### Action item
Would you restate the entries below word for word, starting at the first line and ending with the one that has "line after buying."?

### Available data
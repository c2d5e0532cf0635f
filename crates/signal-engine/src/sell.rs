use market_core::{AutomationMode, Bar, EntryKind, SellTrigger, SellVerdict};

use crate::indicators::{closes, moving_average, rsi};

/// Bars a reversal entry ignores the dynamic support line after buying.
const REVERSAL_SUPPORT_GRACE_BARS: u32 = 6;

/// Reversal-entry hard stop, percent.
const REVERSAL_STOP_PCT: f64 = -3.0;

/// Position-side context for one classification pass.
#[derive(Debug, Clone, Copy)]
pub struct SellContext {
    pub entry_price: f64,
    pub bars_held: u32,
    pub mode: AutomationMode,
    pub entry: EntryKind,
}

/// Classify a held position against its bar series. Priority order is fixed;
/// the first matching rule decides. Pure function of its inputs.
pub fn evaluate_sell(bars: &[Bar], ctx: SellContext) -> SellVerdict {
    if bars.len() < 90 || ctx.entry_price <= 0.0 {
        return SellVerdict::Hold {
            reason: "insufficient data".to_string(),
            overheated: false,
        };
    }

    let close = closes(bars);
    let last = close.len() - 1;
    let price = close[last];
    let profit_pct = (price - ctx.entry_price) / ctx.entry_price * 100.0;

    let ma40 = moving_average(&close, 40);
    let ma90 = moving_average(&close, 90);
    let ma185 = moving_average(&close, 185);
    let rsi_series = rsi(&close, 14);
    let rsi_now = rsi_series[last];
    let overheated = rsi_now >= 80.0;

    if let Some(reason) = blow_off_top(bars) {
        return SellVerdict::Sell {
            trigger: SellTrigger::BlowOffTop,
            reason,
            overheated,
        };
    }

    if ctx.entry.is_reversal() && profit_pct <= REVERSAL_STOP_PCT {
        return SellVerdict::Sell {
            trigger: SellTrigger::AbsoluteStop,
            reason: format!("reversal stop hit ({profit_pct:.1}%)"),
            overheated,
        };
    }

    let support = dynamic_support(&ma40);
    let support_grace_active =
        ctx.entry.is_reversal() && ctx.bars_held < REVERSAL_SUPPORT_GRACE_BARS;
    if let Some(support) = support {
        if !support_grace_active && price < support {
            // A small break is tolerated while the position is neither deep
            // in loss nor comfortably in profit.
            let in_grace_band =
                profit_pct > -2.0 && profit_pct < 5.0 && price >= support * 0.98;
            if !in_grace_band {
                return SellVerdict::Sell {
                    trigger: SellTrigger::SupportBreak,
                    reason: format!(
                        "support {support:.2} broken at {price:.2} ({profit_pct:.1}%)"
                    ),
                    overheated,
                };
            }
        }
    }

    let ma40_now = ma40[last];
    let ma185_now = ma185[last];
    if ma185_now.is_finite()
        && price > ma40_now
        && ma40_now > ma185_now
        && profit_pct >= 10.0
    {
        return SellVerdict::Hold {
            reason: format!("rally intact (+{profit_pct:.1}%), letting it run"),
            overheated,
        };
    }

    if ctx.mode == AutomationMode::Keep {
        return SellVerdict::Hold {
            reason: "keep mode, non-priority signals suppressed".to_string(),
            overheated,
        };
    }

    if !ctx.entry.is_reversal() {
        let ma90_now = ma90[last];
        if ma90_now.is_finite() && price < ma90_now {
            return SellVerdict::Sell {
                trigger: SellTrigger::TerminalBreak,
                reason: format!("below 90MA {ma90_now:.2} ({profit_pct:.1}%)"),
                overheated,
            };
        }
    }

    let high_20 = bars[bars.len() - 20..]
        .iter()
        .map(|b| b.high)
        .fold(f64::MIN, f64::max);
    if profit_pct >= 1.0 && high_20 > 0.0 && price < high_20 * 0.97 {
        return SellVerdict::Sell {
            trigger: SellTrigger::ProtectGains,
            reason: format!("fading off 20-bar high (+{profit_pct:.1}%)"),
            overheated,
        };
    }
    if let Some(support) = support {
        if profit_pct >= 3.0 && price < support * 1.01 {
            return SellVerdict::Sell {
                trigger: SellTrigger::ProtectGains,
                reason: format!("drifting into support (+{profit_pct:.1}%)"),
                overheated,
            };
        }
    }

    SellVerdict::Hold {
        reason: format!("no exit condition ({profit_pct:.1}%)"),
        overheated,
    }
}

/// Dynamic support: the 40MA value at the flattest point of the last 20 bars,
/// where flat means the smallest one-bar MA delta.
pub fn dynamic_support(ma40: &[f64]) -> Option<f64> {
    if ma40.len() < 21 {
        return None;
    }
    let mut best: Option<(f64, f64)> = None;
    for i in ma40.len() - 20..ma40.len() {
        let (prev, cur) = (ma40[i - 1], ma40[i]);
        if !prev.is_finite() || !cur.is_finite() {
            continue;
        }
        let slope = (cur - prev).abs();
        match best {
            Some((flattest, _)) if slope >= flattest => {}
            _ => best = Some((slope, cur)),
        }
    }
    best.map(|(_, level)| level)
}

/// Blow-off top: the live bar shows a ≥5% intrabar spike and the trailing
/// window shows distribution right after a volume peak.
fn blow_off_top(bars: &[Bar]) -> Option<String> {
    let last = &bars[bars.len() - 1];
    if last.open <= 0.0 {
        return None;
    }
    let intrabar_gain = (last.close - last.open) / last.open * 100.0;
    if intrabar_gain < 5.0 {
        return None;
    }
    if !two_bearish_after_volume_peak(bars) {
        return None;
    }
    Some(format!("blow-off top (+{intrabar_gain:.1}% intrabar)"))
}

/// Look for a volume-peak bullish candle in the [-30, -3) window followed by
/// at least two bearish candles still carrying meaningful volume, with price
/// holding near the peak's high.
pub fn two_bearish_after_volume_peak(bars: &[Bar]) -> bool {
    if bars.len() < 33 {
        return false;
    }
    let len = bars.len();
    let window = &bars[len - 30..len - 3];

    let mut peak_idx = None;
    let mut peak_vol = 0.0;
    for (i, bar) in window.iter().enumerate() {
        if bar.close > bar.open && bar.volume > peak_vol {
            peak_vol = bar.volume;
            peak_idx = Some(len - 30 + i);
        }
    }
    let peak_idx = match peak_idx {
        Some(i) => i,
        None => return false,
    };
    if peak_vol <= 0.0 || peak_idx + 3 >= len {
        return false;
    }

    let followers = &bars[peak_idx + 1..peak_idx + 4];
    let bearish_with_volume = followers
        .iter()
        .filter(|b| b.close < b.open && b.volume >= peak_vol * 0.1)
        .count();
    if bearish_with_volume < 2 {
        return false;
    }

    let peak_high = bars[peak_idx].high;
    peak_high > 0.0 && bars[len - 1].close >= peak_high * 0.9
}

### Response for this exercise
repository c2d5e0532cf0635f
filename crates/signal-engine/src/sell.rs
use market_core::{AutomationMode, Bar, EntryKind, SellTrigger, SellVerdict};

use crate::indicators::{closes, moving_average, rsi};

/// Bars a reversal entry ignores the dynamic support line after buying.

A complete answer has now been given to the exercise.